Find every line below where the string "miss" shows up, and copy those lines.
Start of Block
mod common;

use std::collections::BTreeSet;

use dice_engine::rules::{balut_score, mexico_score};
use dice_engine::*;

fn start(variant: Variant) -> GameState {
    common::init_logging();
    initialize_game(variant, &EngineConfig::default())
}

fn kinds(events: &[Event]) -> Vec<EventType> { events.iter().map(|e| e.ty).collect() }

#[test]
fn pig_one_loses_the_turn() {
    let mut state = start(Variant::Pig);
    if let GameState::Pig(s) = &mut state { s.current_turn_score = 12; }
    let (next, events) = apply(&state, &Action::roll(vec![1])).unwrap();
    let GameState::Pig(s) = &next else { panic!("variant changed") };
    assert_eq!(s.current_turn_score, 0);
    assert_eq!(s.current_player_index, 1);
    assert_eq!(s.player_scores[&0], 0);
    assert_eq!(kinds(&events), vec![EventType::Roll, EventType::Bust, EventType::Pass]);
}

#[test]
fn pig_bank_past_one_hundred_wins() {
    let mut state = start(Variant::Pig);
    if let GameState::Pig(s) = &mut state {
        s.player_scores.insert(0, 95);
        s.current_turn_score = 10;
    }
    let (next, events) = apply(&state, &Action::Bank).unwrap();
    assert_eq!(next.total_for(0), 105);
    assert!(next.is_game_over());
    assert_eq!(winner(&next), Some(0));
    assert_eq!(events.last().map(|e| e.ty), Some(EventType::GameEnd));
    assert_eq!(events.last().unwrap().payload["winner"], 0);
    assert_eq!(apply(&next, &Action::roll(vec![3])), Err(EngineError::GameOver));
}

#[test]
fn greed_bust_wipes_the_turn() {
    let mut state = start(Variant::Greed);
    if let GameState::Greed(s) = &mut state { s.current_turn_score = 500; }
    let (next, events) = apply(&state, &Action::roll(vec![2, 2, 3, 4, 4])).unwrap();
    let GameState::Greed(s) = &next else { panic!("variant changed") };
    assert_eq!(s.current_turn_score, 0);
    assert!(!s.can_reroll);
    assert!(events.iter().any(|e| e.ty == EventType::Bust));
}

#[test]
fn greed_five_ones_are_hot_dice() {
    let mut state = start(Variant::Greed);
    if let GameState::Greed(s) = &mut state { s.current_turn_score = 500; }
    let (next, events) = apply(&state, &Action::roll(vec![1, 1, 1, 1, 1])).unwrap();
    let GameState::Greed(s) = &next else { panic!("variant changed") };
    assert_eq!(s.current_turn_score, 2500);
    assert!(s.held_dice.is_empty());
    assert!(s.can_reroll);
    assert_eq!(kinds(&events), vec![EventType::Roll, EventType::HotDice]);
}

#[test]
fn greed_small_bank_passes_without_points() {
    let state = start(Variant::Greed);
    // a straight is worth 1500 on its own
    let (state, _) = apply(&state, &Action::roll(vec![1, 5, 2, 3, 4, 6])).unwrap();
    assert_eq!(state.total_for(0), 0);
    let (state, events) = apply(&state, &Action::Bank).unwrap();
    assert_eq!(state.total_for(0), 1500);
    assert_eq!(state.current_player(), Some(1));
    assert_eq!(events[0].payload["committed"], 1500);

    let (state, _) = apply(&state, &Action::roll(vec![5, 2, 2, 3, 4, 6])).unwrap();
    let (state, events) = apply(&state, &Action::Bank).unwrap();
    assert_eq!(state.total_for(1), 0);
    assert_eq!(events[0].payload["committed"], 0);
    assert_eq!(state.current_player(), Some(0));
}

#[test]
fn balut_number_and_full_house_scores() {
    assert_eq!(balut_score(&[6, 6, 6, 2, 1], Category::Sixes), 18);
    assert_eq!(balut_score(&[2, 2, 2, 3, 3], Category::FullHouse), 35);
    assert_eq!(balut_score(&[1, 1, 2, 3, 4], Category::Ones), 2);
    assert_eq!(balut_score(&[4, 4, 4, 4, 4], Category::FiveOfAKind), 50);
}

#[test]
fn balut_scoring_through_the_reducer() {
    let state = start(Variant::Balut);
    let held: BTreeSet<usize> = [0, 1, 2].into_iter().collect();
    let (state, _) = apply(&state, &Action::Roll { dice: vec![6, 6, 6, 2, 1], held: held.clone() }).unwrap();
    let GameState::Balut(s) = &state else { panic!("variant changed") };
    assert_eq!(s.rolls_left, 2);
    assert_eq!(s.held_dice, held);

    let action = Action::ScoreCategory { dice: vec![6, 6, 6, 2, 1], category: Category::Sixes };
    let (state, events) = apply(&state, &action).unwrap();
    assert_eq!(events[0].ty, EventType::CategoryScored);
    assert_eq!(events[0].payload["category"], "Sixes");
    assert_eq!(events[0].payload["points"], 18);
    let GameState::Balut(s) = &state else { panic!("variant changed") };
    assert_eq!(s.current_player_index, 1);
    assert_eq!(s.rolls_left, 3);
    assert!(s.held_dice.is_empty());
}

#[test]
fn balut_last_category_finishes_the_game() {
    let mut state = start(Variant::Balut);
    if let GameState::Balut(s) = &mut state {
        for c in Category::ALL {
            s.player_scores.get_mut(&1).unwrap().insert(c, 0);
            if c != Category::Choice { s.player_scores.get_mut(&0).unwrap().insert(c, 0); }
        }
        s.current_round = 11;
    }
    let action = Action::ScoreCategory { dice: vec![1, 2, 3, 4, 5], category: Category::Choice };
    let (state, events) = apply(&state, &action).unwrap();
    assert!(state.is_game_over());
    assert_eq!(state.total_for(0), 15);
    assert_eq!(winner(&state), Some(0));
    assert_eq!(events.last().map(|e| e.ty), Some(EventType::GameEnd));
}

#[test]
fn chicago_round_five() {
    let mut state = start(Variant::Chicago);
    if let GameState::Chicago(s) = &mut state { s.current_round = 5; }
    let (hit, _) = apply(&state, &Action::roll(vec![1, 4])).unwrap();
    let GameState::Chicago(s) = &hit else { panic!("variant changed") };
    assert_eq!(s.round_scores.get(&5), Some(&5));
    assert!(s.has_scored);

    let (miss, events) = apply(&state, &Action::roll(vec![3, 4])).unwrap();
    assert_eq!(miss, state);
    assert_eq!(events[0].payload["points"], 0);
}

#[test]
fn chicago_bank_moves_to_the_next_target() {
    let state = start(Variant::Chicago);
    let (state, events) = apply(&state, &Action::Bank).unwrap();
    assert_eq!(events[0].ty, EventType::RoundAdvanced);
    assert_eq!(events[0].payload["round"], 3);
    let GameState::Chicago(s) = &state else { panic!("variant changed") };
    assert_eq!(s.round_scores.get(&2), Some(&0));
}

#[test]
fn mexico_values() {
    assert_eq!(mexico_score(2, 1), 21);
    assert_eq!(mexico_score(4, 4), 44);
    assert_eq!(mexico_score(5, 3), 53);
}

#[test]
fn mexico_round_lifecycle() {
    let state = start(Variant::Mexico);
    let (state, events) = apply(&state, &Action::StartRound { now_ms: 0 }).unwrap();
    assert_eq!(kinds(&events), vec![EventType::RoundAdvanced]);
    let (state, _) = apply(&state, &Action::roll(vec![3, 1])).unwrap();
    let (state, events) = apply(&state, &Action::Tick { now_ms: 20_000 }).unwrap();
    assert_eq!(kinds(&events), vec![EventType::RoundExpired]);
    let (state, events) = apply(&state, &Action::EndRound { opponent_score: 42 }).unwrap();
    assert_eq!(kinds(&events), vec![EventType::RoundLost]);
    let GameState::Mexico(s) = &state else { panic!("variant changed") };
    assert_eq!(s.lives, 5);
    assert_eq!(s.current_round_number, 2);
    assert_eq!(s.game_status, MexicoStatus::RoundLost);
}

#[test]
fn mexico_rolls_outside_the_clock_are_refused() {
    let state = start(Variant::Mexico);
    assert_eq!(apply(&state, &Action::roll(vec![2, 1])).map(|_| ()), Err(EngineError::RoundNotRunning));

    let (state, _) = apply(&state, &Action::StartRound { now_ms: 0 }).unwrap();
    let (state, _) = apply(&state, &Action::roll(vec![3, 1])).unwrap();
    let (state, events) = apply(&state, &Action::Tick { now_ms: 15_000 }).unwrap();
    assert_eq!(kinds(&events), vec![EventType::RoundExpired]);
    assert_eq!(apply(&state, &Action::roll(vec![2, 1])).map(|_| ()), Err(EngineError::RoundNotRunning));

    // the late roll did not count: 31 loses to 42
    let (state, events) = apply(&state, &Action::EndRound { opponent_score: 42 }).unwrap();
    assert_eq!(kinds(&events), vec![EventType::RoundLost]);
    assert_eq!(events[0].payload["best"], 31);
    let GameState::Mexico(s) = &state else { panic!("variant changed") };
    assert_eq!(s.lives, 5);
}

#[test]
fn greed_small_banks_count_after_the_opening() {
    let mut state = start(Variant::Greed);
    if let GameState::Greed(s) = &mut state {
        s.player_scores.insert(0, 7600);
        s.current_turn_score = 600;
    }
    let (state, events) = apply(&state, &Action::Bank).unwrap();
    assert_eq!(events[0].payload["committed"], 600);
    assert_eq!(state.total_for(0), 8200);
}

#[test]
fn custom_board_edits() {
    let state = start(Variant::Custom);
    let (state, _) = apply(&state, &Action::AddPlayer).unwrap();
    let (state, _) = apply(&state, &Action::RenamePlayer { player: 2, name: "Mo".into() }).unwrap();
    let (state, _) = apply(&state, &Action::AddScore { player: 2, points: 25 }).unwrap();
    let (state, _) = apply(&state, &Action::SetDiceCount { count: 2 }).unwrap();
    let (state, events) = apply(&state, &Action::roll(vec![6, 5])).unwrap();
    assert_eq!(events[0].payload["total"], 11);
    assert_eq!(state.total_for(2), 25);
    assert_eq!(
        apply(&state, &Action::roll(vec![6, 5, 4])).map(|_| ()),
        Err(EngineError::InvalidDiceCount { variant: Variant::Custom, min: 2, max: 2, actual: 3 })
    );
    let (state, _) = apply(&state, &Action::ResetScores).unwrap();
    let GameState::Custom(s) = &state else { panic!("variant changed") };
    assert_eq!(s.player_names[&2], "Mo");
    assert_eq!(s.player_scores[&2], 0);
}

#[test]
fn variant_names_parse() {
    assert_eq!("greed / 10000".parse::<Variant>(), Ok(Variant::Greed));
    assert_eq!("BALUT".parse::<Variant>(), Ok(Variant::Balut));
    assert_eq!("yahtzee".parse::<Variant>(), Err(EngineError::InvalidVariant("yahtzee".into())));
    assert_eq!("full house".parse::<Category>(), Ok(Category::FullHouse));
}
End of Block
SOLVED PROBLEM -
    let (miss, events) = apply(&state, &Action::roll(vec![3, 4])).unwrap();
    assert_eq!(miss, state);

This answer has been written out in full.